Note that down casting often loses information.  The C compiler will generally issue a warning when it detects down casting.  Sometimes, however, it is necessary or the loss of information is even desirable.  If you feel like you need to down cast though, it is a good idea to think carefully, to make sure you are not losing anything important.

ARM Assembly: Math with Small Data Types

If you are doing these in order, we just learned to do basic math in ARM assembly.  The math instructions we used work on whole registers at a time, and since ARMv7 registers are 32 bit, that means we only know how to do math with 32 bit integers.  In real world programming, sometimes we need to work with smaller integers of 16 or even 8 bits.  There are several possible reasons for this.  Sometimes, we don't need to store larger values, but we do need to conserve memory.  In some cases, we need to take advantage of certain properties of numbers, like when a value will roll over to negative or zero.  We may just be working with data, for example audio data or video data, that is stored in smaller types than 32 bit integers.  Whatever the case, sometimes we just need to work with smaller data types.

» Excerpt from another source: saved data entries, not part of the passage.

//! Client State
//!
//! The cached task list plus the draft form, and the `StateCell` seam through
//! which the sync logic reaches them.

use std::sync::{Arc, Mutex, PoisonError};

use chrono::NaiveDate;

use crate::draft::DraftForm;
use crate::models::{Task, TaskId};

/// Everything the client holds in memory
#[derive(Debug, Clone, PartialEq)]
pub struct TodoState {
    /// Tasks in server order
    pub tasks: Vec<Task>,
    pub draft: DraftForm,
}

impl TodoState {
    pub fn new(today: NaiveDate) -> Self {
        Self {
            tasks: Vec::new(),
            draft: DraftForm::new(today),
        }
    }

    pub fn find(&self, id: &TaskId) -> Option<&Task> {
        self.tasks.iter().find(|task| &task.id == id)
    }

    /// Replace the whole list with a fresh server snapshot
    pub fn replace_all(&mut self, tasks: Vec<Task>) {
        self.tasks = tasks;
    }

    /// Replace the entry with the same id. Returns false if there was none.
    pub fn replace_task(&mut self, updated: Task) -> bool {
        match self.tasks.iter_mut().find(|task| task.id == updated.id) {
            Some(task) => {
                *task = updated;
                true
            }
            None => false,
        }
    }

    /// Remove the entry with this id. Returns false if there was none.
    pub fn remove_task(&mut self, id: &TaskId) -> bool {
        let before = self.tasks.len();
        self.tasks.retain(|task| &task.id != id);
        self.tasks.len() != before
    }

    pub fn reset_draft(&mut self, today: NaiveDate) {
        self.draft = DraftForm::new(today);
    }
}

/// Shared handle to a `TodoState`.
///
/// Both methods return `None` when the underlying storage is gone (e.g. the
/// UI that owned it was torn down); callers treat that as a no-op.
pub trait StateCell: Clone + 'static {
    fn update<R>(&self, f: impl FnOnce(&mut TodoState) -> R) -> Option<R>;

    fn read<R>(&self, f: impl FnOnce(&TodoState) -> R) -> Option<R>;
}

/// Mutex-backed state for native use and tests
#[derive(Debug, Clone)]
pub struct SharedState(Arc<Mutex<TodoState>>);

impl SharedState {
    pub fn new(state: TodoState) -> Self {
        Self(Arc::new(Mutex::new(state)))
    }

    /// Copy of the current state
    pub fn snapshot(&self) -> TodoState {
        self.0.lock().unwrap_or_else(PoisonError::into_inner).clone()
    }
}

impl StateCell for SharedState {
    fn update<R>(&self, f: impl FnOnce(&mut TodoState) -> R) -> Option<R> {
        let mut guard = self.0.lock().unwrap_or_else(PoisonError::into_inner);
        Some(f(&mut guard))
    }

    fn read<R>(&self, f: impl FnOnce(&TodoState) -> R) -> Option<R> {
        let guard = self.0.lock().unwrap_or_else(PoisonError::into_inner);
        Some(f(&guard))
    }
}
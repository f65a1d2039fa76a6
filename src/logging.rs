//! Browser Logging
//!
//! Routes `tracing` output to the devtools console.

use tracing_subscriber::filter::LevelFilter;
use tracing_subscriber::prelude::*;
use tracing_web::MakeWebConsoleWriter;

pub fn init() {
    let level = if cfg!(debug_assertions) {
        LevelFilter::DEBUG
    } else {
        LevelFilter::INFO
    };

    // No clock in the browser's wasm target, hence without_time.
    let fmt_layer = tracing_subscriber::fmt::layer()
        .with_ansi(false)
        .without_time()
        .with_writer(MakeWebConsoleWriter::new());

    let _ = tracing_subscriber::registry()
        .with(level)
        .with(fmt_layer)
        .try_init();
}
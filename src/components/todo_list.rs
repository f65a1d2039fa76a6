//! Todo List Component

use leptos::prelude::*;

use crate::components::TodoCard;
use crate::context::use_app_context;

/// All cached tasks, in server order
#[component]
pub fn TodoList() -> impl IntoView {
    let state = use_app_context().state;

    view! {
        <ul class="todo-list">
            <For
                each=move || state.with(|s| s.tasks.clone())
                // Fields a card shows that can change in place
                key=|task| (task.id.clone(), task.completed, task.updated_at.clone())
                children=move |task| view! { <TodoCard task=task /> }
            />
        </ul>
    }
}
//! Client Errors

use thiserror::Error;

pub type ApiResult<T> = Result<T, ApiError>;

/// Failure talking to the todo API
#[derive(Debug, Error)]
pub enum ApiError {
    /// Connection, body or decoding failure
    #[error("request failed: {0}")]
    Transport(#[from] reqwest::Error),

    /// The server answered with a non-2xx status
    #[error("{method} {path} returned status {status}")]
    Status {
        method: &'static str,
        path: String,
        status: u16,
    },
}

/// Rejection of the draft form before any request is made
#[derive(Debug, Clone, PartialEq, Eq, Error)]
pub enum ValidationError {
    #[error("Please enter a task title")]
    EmptyTitle,
}
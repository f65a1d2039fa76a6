//! API Layer
//!
//! Abstract access to the todo REST API, with an HTTP implementation and an
//! in-memory stand-in.

mod http;
mod memory;

use async_trait::async_trait;

use crate::error::ApiResult;
use crate::models::{NewTask, Task, TaskId};

pub use http::{ApiConfig, HttpApi, API_PREFIX, DEFAULT_BACKEND};
pub use memory::{MemoryApi, Operation};

/// The four calls the client makes against the task collection.
///
/// Futures are not required to be `Send` so browser fetches qualify.
#[async_trait(?Send)]
pub trait TodoApi: 'static {
    /// `GET /todos`
    async fn list(&self) -> ApiResult<Vec<Task>>;

    /// `POST /todos`
    async fn create(&self, task: &NewTask) -> ApiResult<Task>;

    /// `PUT /todos/{id}` with the full task
    async fn update(&self, task: &Task) -> ApiResult<Task>;

    /// `DELETE /todos/{id}`
    async fn delete(&self, id: &TaskId) -> ApiResult<()>;
}
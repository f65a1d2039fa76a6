//! Task Models
//!
//! Data structures matching the REST API's JSON shapes.

use std::fmt;

use chrono::{DateTime, Local, NaiveDate, NaiveDateTime, NaiveTime, SecondsFormat, Utc};
use serde::{Deserialize, Serialize};
use serde_json::{Map, Value};

/// Server-assigned task identifier.
///
/// The API does not promise a type for ids, so both JSON numbers and strings
/// are accepted and written back unchanged.
#[derive(Debug, Clone, PartialEq, Eq, Hash, Serialize, Deserialize)]
#[serde(untagged)]
pub enum TaskId {
    Int(i64),
    Text(String),
}

impl fmt::Display for TaskId {
    fn fmt(&self, f: &mut fmt::Formatter<'_>) -> fmt::Result {
        match self {
            TaskId::Int(id) => write!(f, "{}", id),
            TaskId::Text(id) => f.write_str(id),
        }
    }
}

impl From<i64> for TaskId {
    fn from(id: i64) -> Self {
        TaskId::Int(id)
    }
}

impl From<&str> for TaskId {
    fn from(id: &str) -> Self {
        TaskId::Text(id.to_string())
    }
}

/// An ISO-8601 timestamp kept exactly as the server sent it.
///
/// Server-owned timestamps are echoed back on update, so the original text is
/// the value of record; parsing only happens for display.
#[derive(Debug, Clone, PartialEq, Eq, Hash, Serialize, Deserialize)]
#[serde(transparent)]
pub struct Timestamp(String);

impl Timestamp {
    pub fn new(raw: impl Into<String>) -> Self {
        Self(raw.into())
    }

    /// Normalize a calendar date to UTC midnight, e.g. `2026-10-24T00:00:00.000Z`.
    pub fn from_date(date: NaiveDate) -> Self {
        let midnight = date.and_time(NaiveTime::MIN).and_utc();
        Self(midnight.to_rfc3339_opts(SecondsFormat::Millis, true))
    }

    pub fn as_str(&self) -> &str {
        &self.0
    }

    /// Parse as RFC 3339, falling back to a zone-less date-time read as UTC.
    pub fn parse(&self) -> Option<DateTime<Utc>> {
        DateTime::parse_from_rfc3339(&self.0)
            .map(|dt| dt.with_timezone(&Utc))
            .ok()
            .or_else(|| {
                NaiveDateTime::parse_from_str(&self.0, "%Y-%m-%dT%H:%M:%S%.f")
                    .ok()
                    .map(|naive| naive.and_utc())
            })
    }

    /// Local calendar date, or the raw text if it does not parse.
    pub fn date_label(&self) -> String {
        match self.parse() {
            Some(dt) => dt.with_timezone(&Local).format("%Y-%m-%d").to_string(),
            None => self.0.clone(),
        }
    }

    /// Local date and time, or the raw text if it does not parse.
    pub fn datetime_label(&self) -> String {
        match self.parse() {
            Some(dt) => dt.with_timezone(&Local).format("%Y-%m-%d %H:%M:%S").to_string(),
            None => self.0.clone(),
        }
    }
}

impl fmt::Display for Timestamp {
    fn fmt(&self, f: &mut fmt::Formatter<'_>) -> fmt::Result {
        f.write_str(&self.0)
    }
}

/// Task record as returned by `GET /todos`
#[derive(Debug, Clone, PartialEq, Serialize, Deserialize)]
pub struct Task {
    pub id: TaskId,
    pub title: String,
    pub completed: bool,
    pub due_date: Timestamp,
    pub created_at: Timestamp,
    #[serde(default, skip_serializing_if = "Option::is_none")]
    pub updated_at: Option<Timestamp>,
    /// Fields this client does not know about, sent back untouched on update
    #[serde(flatten)]
    pub extra: Map<String, Value>,
}

impl Task {
    /// Copy of this task with `completed` flipped
    pub fn toggled(&self) -> Self {
        Self {
            completed: !self.completed,
            ..self.clone()
        }
    }
}

/// Body of `POST /todos`
#[derive(Debug, Clone, PartialEq, Serialize, Deserialize)]
pub struct NewTask {
    pub title: String,
    pub completed: bool,
    pub due_date: Timestamp,
}

impl NewTask {
    pub fn new(title: impl Into<String>, due_date: Timestamp) -> Self {
        Self {
            title: title.into(),
            completed: false,
            due_date,
        }
    }
}
//! Todo Frontend App
//!
//! Root component: wires the sync client to the page and starts the first load.

use leptos::prelude::*;
use tracing::info;
use todo_sync::{ApiConfig, Clock, HttpApi, SystemClock, TodoClient, TodoState};

use crate::components::{NewTodoForm, TodoList};
use crate::context::{spawn_op, AppContext};
use crate::store::SignalState;

#[component]
pub fn App() -> impl IntoView {
    let state = RwSignal::new(TodoState::new(SystemClock.today()));

    // The dev server proxies /api/v1 on our own origin to the backend.
    let origin = window().location().origin().unwrap_or_default();
    let api = HttpApi::new(ApiConfig::for_origin(&origin));
    info!(base_url = %api.config().base_url, "starting todo client");
    let client = TodoClient::new(api, SignalState(state));

    provide_context(AppContext::new(client.clone(), state));

    spawn_op(client.load());

    view! {
        <div class="container">
            <h1>"Todo List"</h1>

            <NewTodoForm />

            <TodoList />

            <p class="item-count">{move || format!("{} tasks", state.with(|s| s.tasks.len()))}</p>
        </div>
    }
}
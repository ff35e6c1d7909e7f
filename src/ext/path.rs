use std::ffi::OsString;
use std::path::{Path, PathBuf};

use crate::constants::BACKUP_SUFFIX;

/// Extension trait for Path with the naming rules used when writing files
pub trait PathExt {
    /// Returns the sibling path a foreign file is renamed to before it is
    /// overwritten: the same file name with [`BACKUP_SUFFIX`] appended.
    ///
    /// # Examples
    /// ```
    /// use starter_writer::ext::PathExt;
    /// use std::path::{Path, PathBuf};
    ///
    /// let path = Path::new("out/app.yml");
    /// assert_eq!(path.backup_path(), PathBuf::from("out/app.yml.old"));
    /// ```
    fn backup_path(&self) -> PathBuf;

    /// Returns the last component of the path for user-facing messages,
    /// falling back to the whole path when there is none.
    ///
    /// # Examples
    /// ```
    /// use starter_writer::ext::PathExt;
    /// use std::path::Path;
    ///
    /// assert_eq!(Path::new("out/app.yml").display_name(), "app.yml");
    /// ```
    fn display_name(&self) -> String;
}

impl PathExt for Path {
    fn backup_path(&self) -> PathBuf {
        let mut name: OsString =
            self.file_name().map(|n| n.to_os_string()).unwrap_or_default();
        name.push(BACKUP_SUFFIX);
        self.with_file_name(name)
    }

    fn display_name(&self) -> String {
        match self.file_name() {
            Some(name) => name.to_string_lossy().into_owned(),
            None => self.display().to_string(),
        }
    }
}
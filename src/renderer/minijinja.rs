use super::filters::add_filters;
use crate::{
    error::{Error, Result},
    renderer::interface::TemplateRenderer,
};
use log::debug;
use minijinja::{path_loader, AutoEscape, Environment, Template, UndefinedBehavior};
use std::io::Write;
use std::path::{Path, PathBuf};

/// MiniJinja-based template rendering engine reading templates from a directory.
pub struct MiniJinjaRenderer {
    /// MiniJinja environment instance
    env: Environment<'static>,
    /// Directory the template names are resolved against
    template_dir: PathBuf,
}

impl MiniJinjaRenderer {
    /// Creates a renderer that loads templates from `template_dir`.
    ///
    /// Undefined variables are errors, trailing newlines are kept and output
    /// is never HTML-escaped.
    pub fn new<P: AsRef<Path>>(template_dir: P) -> Self {
        let template_dir = template_dir.as_ref().to_path_buf();
        let mut env = Environment::new();
        env.set_loader(path_loader(template_dir.clone()));
        env.set_undefined_behavior(UndefinedBehavior::Strict);
        env.set_keep_trailing_newline(true);
        env.set_auto_escape_callback(|_| AutoEscape::None);
        add_filters(&mut env);

        Self { env, template_dir }
    }

    pub fn template_dir(&self) -> &Path {
        &self.template_dir
    }

    fn load(&self, name: &str) -> Result<Template<'_, '_>> {
        debug!("Loading template '{}' from {}", name, self.template_dir.display());
        self.env
            .get_template(name)
            .map_err(|source| Error::TemplateError { name: name.to_string(), source })
    }
}

impl TemplateRenderer for MiniJinjaRenderer {
    fn resolve(&self, name: &str) -> Result<()> {
        self.load(name).map(|_| ())
    }

    fn render(&self, name: &str, context: &serde_json::Value) -> Result<String> {
        self.load(name)?
            .render(context)
            .map_err(|source| Error::RenderError { name: name.to_string(), source })
    }

    fn render_to(
        &self,
        name: &str,
        context: &serde_json::Value,
        out: &mut dyn Write,
    ) -> Result<()> {
        self.load(name)?
            .render_to_write(context, out)
            .map(|_| ())
            .map_err(|source| Error::RenderError { name: name.to_string(), source })
    }
}
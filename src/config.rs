use crate::{
    constants::TEMPLATE_HEADER,
    error::{Error, Result},
};
use std::path::{Path, PathBuf};

/// Settings a [`TemplateWriter`](crate::writer::TemplateWriter) is created
/// with. They do not change for the lifetime of the writer.
#[derive(Debug, Clone, PartialEq, Eq)]
pub struct WriterConfig {
    template_dir: PathBuf,
    output_dir: PathBuf,
    interactive: bool,
    header: String,
}

impl WriterConfig {
    /// Non-interactive configuration using the default header.
    pub fn new<T: Into<PathBuf>, O: Into<PathBuf>>(template_dir: T, output_dir: O) -> Self {
        Self {
            template_dir: template_dir.into(),
            output_dir: output_dir.into(),
            interactive: false,
            header: TEMPLATE_HEADER.to_string(),
        }
    }

    /// Whether the operator is asked before a foreign file is replaced.
    pub fn interactive(mut self, interactive: bool) -> Self {
        self.interactive = interactive;
        self
    }

    /// Replaces the first line stamped into generated files.
    ///
    /// The header must be a single non-empty line, otherwise generated files
    /// could not be told apart from foreign ones.
    pub fn header<S: Into<String>>(mut self, header: S) -> Result<Self> {
        let header = header.into();
        let reason = if header.is_empty() {
            Some("it is empty")
        } else if header.contains(['\n', '\r']) {
            Some("it spans more than one line")
        } else {
            None
        };
        if let Some(reason) = reason {
            return Err(Error::InvalidHeader { header, reason });
        }
        self.header = header;
        Ok(self)
    }

    pub fn template_dir(&self) -> &Path {
        &self.template_dir
    }

    pub fn output_dir(&self) -> &Path {
        &self.output_dir
    }

    pub fn is_interactive(&self) -> bool {
        self.interactive
    }

    pub fn header_line(&self) -> &str {
        &self.header
    }
}
//! Renders templates into the output directory and stamps the result.
//!
//! A write runs five steps and stops at the first failure, returning its
//! error as is:
//!
//! 1. resolve and parse the template,
//! 2. decide what happens to an existing destination, renaming it to
//!    `<name>.old` when asked to,
//! 3. create or truncate the destination,
//! 4. render into it,
//! 5. put the generation header in front of the rendered content.
//!
//! Nothing is rolled back: a failed render leaves the partially written
//! destination behind, and a failure after a backup rename leaves the
//! original under its backup name.

pub mod decision;
pub mod ownership;

use crate::{
    config::WriterConfig,
    constants::BACKUP_SUFFIX,
    error::{Error, Result},
    ext::PathExt,
    ioutils::prepend_line,
    output::{ConsoleOutput, OutputSink},
    prompt::{resolve_overwrite_choice, AnswerSource, StdinAnswers},
    renderer::{MiniJinjaRenderer, TemplateRenderer},
};
use decision::{DestinationState, OverwriteChoice};
use log::{debug, info};
use std::fs::File;
use std::io::{BufWriter, Write};
use std::path::{Path, PathBuf};

pub use ownership::is_owned;

pub struct TemplateWriter {
    config: WriterConfig,
    renderer: Box<dyn TemplateRenderer>,
    output: Box<dyn OutputSink>,
    answers: Box<dyn AnswerSource>,
}

impl TemplateWriter {
    /// Writer rendering with MiniJinja from the configured template directory,
    /// reporting on the terminal and reading answers from stdin.
    pub fn new(config: WriterConfig) -> Self {
        let renderer = MiniJinjaRenderer::new(config.template_dir());
        Self {
            config,
            renderer: Box::new(renderer),
            output: Box::new(ConsoleOutput::new()),
            answers: Box::new(StdinAnswers::new()),
        }
    }

    pub fn with_renderer(mut self, renderer: impl TemplateRenderer + 'static) -> Self {
        self.renderer = Box::new(renderer);
        self
    }

    pub fn with_output(mut self, output: impl OutputSink + 'static) -> Self {
        self.output = Box::new(output);
        self
    }

    pub fn with_answers(mut self, answers: impl AnswerSource + 'static) -> Self {
        self.answers = Box::new(answers);
        self
    }

    pub fn config(&self) -> &WriterConfig {
        &self.config
    }

    /// Where `filename` ends up in the output directory.
    pub fn destination(&self, filename: &str) -> PathBuf {
        self.config.output_dir().join(filename)
    }

    /// Renders `template_name` with `context` into `filename` under the output
    /// directory and stamps it with the generation header.
    ///
    /// # Arguments
    /// * `template_name` - Template name, relative to the template directory
    /// * `filename` - Destination, relative to the output directory
    /// * `context` - Values the template refers to
    ///
    /// # Returns
    /// * `Result<()>` - The error of the first step that failed
    pub fn write(
        &mut self,
        template_name: &str,
        filename: &str,
        context: &serde_json::Value,
    ) -> Result<()> {
        self.renderer.resolve(template_name)?;

        let destination = self.destination(filename);
        if self.overwrite_choice(&destination)? == OverwriteChoice::Rename {
            self.backup(&destination, filename)?;
        }

        let file = File::create(&destination)?;
        self.output.progress(&format!("----> Writing {filename}..."));
        self.render_into(file, template_name, context)?;

        prepend_line(&destination, self.config.header_line())?;
        info!("Generated {} from {template_name}", destination.display());
        Ok(())
    }

    /// Renders without touching the output directory. This is exactly the
    /// content that follows the header in a written file.
    pub fn render(&self, template_name: &str, context: &serde_json::Value) -> Result<String> {
        self.renderer.render(template_name, context)
    }

    fn overwrite_choice(&mut self, destination: &Path) -> Result<OverwriteChoice> {
        let state = DestinationState::inspect(
            destination,
            self.config.header_line(),
            self.config.is_interactive(),
        );
        debug!("{} is {state:?}", destination.display());

        match state.automatic_choice() {
            Some(choice) => Ok(choice),
            None => resolve_overwrite_choice(
                &mut *self.answers,
                &*self.output,
                &destination.display_name(),
            ),
        }
    }

    /// Moves a foreign file to `<name>.old`. An existing backup is never
    /// replaced.
    fn backup(&self, destination: &Path, filename: &str) -> Result<()> {
        let backup = destination.backup_path();
        if backup.exists() {
            return Err(Error::BackupError {
                from: destination.to_path_buf(),
                to: backup,
                source: std::io::Error::new(
                    std::io::ErrorKind::AlreadyExists,
                    "backup file already exists",
                ),
            });
        }

        std::fs::rename(destination, &backup).map_err(|source| Error::BackupError {
            from: destination.to_path_buf(),
            to: backup.clone(),
            source,
        })?;
        self.output
            .progress(&format!("----> Renaming {filename} to {filename}{BACKUP_SUFFIX}..."));
        Ok(())
    }

    fn render_into(
        &self,
        file: File,
        template_name: &str,
        context: &serde_json::Value,
    ) -> Result<()> {
        let mut out = BufWriter::new(file);
        self.renderer.render_to(template_name, context, &mut out)?;
        out.flush().map_err(Error::IoError)
    }
}
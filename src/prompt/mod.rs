//! Asking the operator what to do with a foreign file.
//!
//! - `interface`: where answers come from (stdin, or any scripted reader)
//! - this module: turning answers into an [`OverwriteChoice`]

use crate::{
    constants::answers,
    error::Result,
    output::OutputSink,
    writer::decision::OverwriteChoice,
};
use log::debug;

pub mod interface;

pub use interface::{AnswerSource, LineAnswers, StdinAnswers};

/// The question shown for a destination that exists and is not ours.
pub fn overwrite_question(file_name: &str) -> String {
    format!(
        "{file_name} cannot be written as it already exists. What to do? [o: overwrite, R: rename]"
    )
}

/// Interprets one raw answer. Case and surrounding whitespace are ignored and
/// an empty answer takes the capitalized default, rename.
///
/// # Returns
/// * `None` - The answer is not recognized and the question must be asked again
pub fn parse_answer(raw: &str) -> Option<OverwriteChoice> {
    match raw.trim().to_lowercase().as_str() {
        answers::OVERWRITE => Some(OverwriteChoice::Overwrite),
        answers::RENAME | "" => Some(OverwriteChoice::Rename),
        _ => None,
    }
}

/// Asks until the operator gives a recognized answer.
///
/// # Arguments
/// * `source` - Where answers are read from
/// * `output` - Where the question is shown
/// * `file_name` - Name of the existing file, as shown to the operator
///
/// # Returns
/// * `Result<OverwriteChoice>` - `Error::InputError` if the source fails or runs dry
pub fn resolve_overwrite_choice(
    source: &mut dyn AnswerSource,
    output: &dyn OutputSink,
    file_name: &str,
) -> Result<OverwriteChoice> {
    let question = overwrite_question(file_name);
    loop {
        output.prompt(&question);
        let answer = source.read_answer()?;
        match parse_answer(&answer) {
            Some(choice) => {
                debug!("Operator chose {choice:?} for {file_name}");
                return Ok(choice);
            }
            None => debug!("Rejected answer '{}' for {file_name}", answer.trim()),
        }
    }
}
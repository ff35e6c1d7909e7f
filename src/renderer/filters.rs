use log::warn;
use minijinja::Environment;
use regex::Regex;

use cruet::{
    case::{
        camel::to_camel_case, kebab::to_kebab_case, pascal::to_pascal_case,
        screaming_snake::to_screaming_snake_case, snake::to_snake_case,
        table::to_table_case, train::to_train_case,
    },
    string::{pluralize::to_plural, singularize::to_singular},
    suffix::foreign_key::to_foreign_key,
};

/// Registers the naming filters scaffolding templates rely on, e.g.
/// `{{ app_name | kebab_case }}` for service names derived from a project name.
pub fn add_filters(env: &mut Environment<'_>) {
    env.add_filter("camel_case", to_camel_case);
    env.add_filter("kebab_case", to_kebab_case);
    env.add_filter("pascal_case", to_pascal_case);
    env.add_filter("screaming_snake_case", to_screaming_snake_case);
    env.add_filter("snake_case", to_snake_case);
    env.add_filter("table_case", to_table_case);
    env.add_filter("train_case", to_train_case);
    env.add_filter("plural", to_plural);
    env.add_filter("singular", to_singular);
    env.add_filter("foreign_key", to_foreign_key);
    env.add_filter("regex", regex_filter);
}

/// Tests if a string matches a regular expression. An invalid pattern is
/// logged and never matches.
pub fn regex_filter(val: &str, re: &str) -> bool {
    match Regex::new(re) {
        Ok(re) => re.is_match(val),
        Err(err) => {
            warn!("Invalid regex '{re}': {err}");
            false
        }
    }
}
//! Abstract source of operator answers, independent of the terminal.

use crate::error::{Error, Result};
use dialoguer::console::Term;
use std::io::BufRead;

/// Supplies one raw answer per call. The caller interprets it.
pub trait AnswerSource {
    fn read_answer(&mut self) -> Result<String>;
}

/// Reads answers line by line from any buffered reader.
///
/// End of input is an [`Error::InputError`]: a closed stdin never counts as
/// permission to touch a file.
pub struct LineAnswers<R> {
    reader: R,
}

impl<R: BufRead> LineAnswers<R> {
    pub fn new(reader: R) -> Self {
        Self { reader }
    }
}

impl<R: BufRead> AnswerSource for LineAnswers<R> {
    fn read_answer(&mut self) -> Result<String> {
        let mut line = String::new();
        match self.reader.read_line(&mut line) {
            Ok(0) => Err(Error::InputError("standard input is closed".to_string())),
            Ok(_) => Ok(line),
            Err(e) => Err(Error::InputError(e.to_string())),
        }
    }
}

/// Reads answers from the operator's terminal. When stdin is not a terminal
/// (answers piped in by a script) lines are read from stdin directly, so end
/// of input is still reported.
#[derive(Debug, Clone)]
pub struct StdinAnswers {
    term: Term,
}

impl StdinAnswers {
    pub fn new() -> Self {
        Self { term: Term::stdout() }
    }
}

impl Default for StdinAnswers {
    fn default() -> Self {
        Self::new()
    }
}

impl AnswerSource for StdinAnswers {
    fn read_answer(&mut self) -> Result<String> {
        if self.term.is_term() {
            self.term.read_line().map_err(|e| Error::InputError(e.to_string()))
        } else {
            LineAnswers::new(std::io::stdin().lock()).read_answer()
        }
    }
}
//! Where the writer's human-readable messages go.
//!
//! Progress lines and the overwrite prompt are not part of any contract; they
//! go through [`OutputSink`] so a terminal is never required to exercise the
//! writer.

use dialoguer::console::{style, Term};
use log::warn;
use std::cell::RefCell;
use std::rc::Rc;

/// Receives the writer's progress messages and prompts.
pub trait OutputSink {
    /// Announces an action such as writing or renaming a file.
    fn progress(&self, message: &str);

    /// Shows a question the operator is expected to answer on the next line.
    fn prompt(&self, message: &str);
}

/// Colored terminal output on stdout.
pub struct ConsoleOutput {
    term: Term,
}

impl ConsoleOutput {
    pub fn new() -> Self {
        Self { term: Term::stdout() }
    }
}

impl Default for ConsoleOutput {
    fn default() -> Self {
        Self::new()
    }
}

impl OutputSink for ConsoleOutput {
    fn progress(&self, message: &str) {
        if let Err(e) = self.term.write_line(&format!(" {}", style(message).green())) {
            warn!("Cannot write to the terminal: {e}");
        }
    }

    fn prompt(&self, message: &str) {
        let line = format!(" {} ", style(message).yellow().bold());
        if let Err(e) = self.term.write_str(&line).and_then(|_| self.term.flush()) {
            warn!("Cannot write to the terminal: {e}");
        }
    }
}

/// Message recorded by [`CapturedOutput`].
#[derive(Debug, Clone, PartialEq, Eq)]
pub enum Captured {
    Progress(String),
    Prompt(String),
}

/// Records every message in memory. Clones share the same record, so one
/// clone can be handed to a writer and the other inspected afterwards.
#[derive(Debug, Clone, Default)]
pub struct CapturedOutput {
    messages: Rc<RefCell<Vec<Captured>>>,
}

impl CapturedOutput {
    pub fn new() -> Self {
        Self::default()
    }

    pub fn messages(&self) -> Vec<Captured> {
        self.messages.borrow().clone()
    }

    pub fn progress_messages(&self) -> Vec<String> {
        self.messages
            .borrow()
            .iter()
            .filter_map(|m| match m {
                Captured::Progress(text) => Some(text.clone()),
                Captured::Prompt(_) => None,
            })
            .collect()
    }

    pub fn prompt_count(&self) -> usize {
        self.messages.borrow().iter().filter(|m| matches!(m, Captured::Prompt(_))).count()
    }
}

impl OutputSink for CapturedOutput {
    fn progress(&self, message: &str) {
        self.messages.borrow_mut().push(Captured::Progress(message.to_string()));
    }

    fn prompt(&self, message: &str) {
        self.messages.borrow_mut().push(Captured::Prompt(message.to_string()));
    }
}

ARM provides us with a very convenient set of instructions for some operations on 16 and 8 bit values, but it does not cover everything we will need.  We will start with these.  There are four instructions we care about right now, but they are not easy to find.  Instead of being listed with the regular math operations, they are listed under "Parallel arithmetic", because they are parallel math instructions.  Video and audio encoding are two common uses of smaller data types, and both of these benefit from speed optimizations, so ARM includes some instructions that will do math on multiple values at the same time.  The instructions we care about are ADD16, SUB16, ADD8, and SUB8.  Let's start by looking at the math notation for ADD16.
ADD16 - Rd[31:16] := Rn[31:16] + Rm[31:16],
        Rd[15: 0] := Rn[15: 0] + Rm[15: 0]
If you recall from the last article, the notation [x:y] refers to the bits in the register that are used or affected.  You may notice that there are two equations for this instruction.  The first is adding bits 16-31 of the two operands and storing the result in the same bits of the destination register.  The second is doing the same for bits 0-15.  This instruction is performing two 16 bit additions at the same time, where the operands for one are in the top half of the 32 bit registers and the operands for the other are in the bottom half.  We won't delve any deeper into this right now, but part of the reason this is so convenient is that the default for the load and store instructions is to work with 32 bit values in memory, which means that we can easily load two registers with two 16 bit values each, and then we can perform math on them, without any extra work.  You will find the SUB16 instruction is very similar.  The 8 bit instructions are even better, as they can perform four operations in parallel, since a 32 bit register divides by 8 into 4 sections.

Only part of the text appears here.